Lazy Execution in GPU MATLAB® computing

by sandeep on February 9, 2010

in MATLAB®

Several users have written to us inquiring about the need for a better understanding of Jacket’s compile on-the-fly approach for GPU computing. This capability in Jacket is one of the ways that makes it possible for users of the M language to run high performance M code on NVIDIA GPUs without having to program in C++ and CUDA. This article tries to illustrate the advantages of this design and also provides a few examples as to how it can be used efficiently.

Jacket employs a compile on-the-fly approach primarily for arithmetic expressions, referred to as “lazy execution”. Each compilation using this approach comes with an overhead cost, and is why Jacket tries to reduce the number of compilations done using this approach (the Jacket User Guide provides more background).
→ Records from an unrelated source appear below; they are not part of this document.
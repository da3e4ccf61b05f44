//! # wlanpipe
//!
//! Host-side PCIe transport control plane for a wireless network adapter:
//! pipe configuration shared with device firmware, synchronous diagnostic
//! access, power-state arbitration and interrupt dispatch. See
//! [`transport`] for the entry point.

pub mod transport;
The GFORCE statement can be used to bypass the lazy execution design to force computation at any stage, if applicable.

Consider the following example,

A = cos(a) + sin(b)
B = sin(b) + cos(a)

In this case, lazy execution implies that only two kernels are compiled and executed – one each for the results A and B. If this philosophy isn’t used, individual commands for sin(a), cos(b), plus need to be dispatched for execution – there would have to be six dispatches (two for the additions, and one for each trig operation), which would ultimately be much costlier in the context of a large loop.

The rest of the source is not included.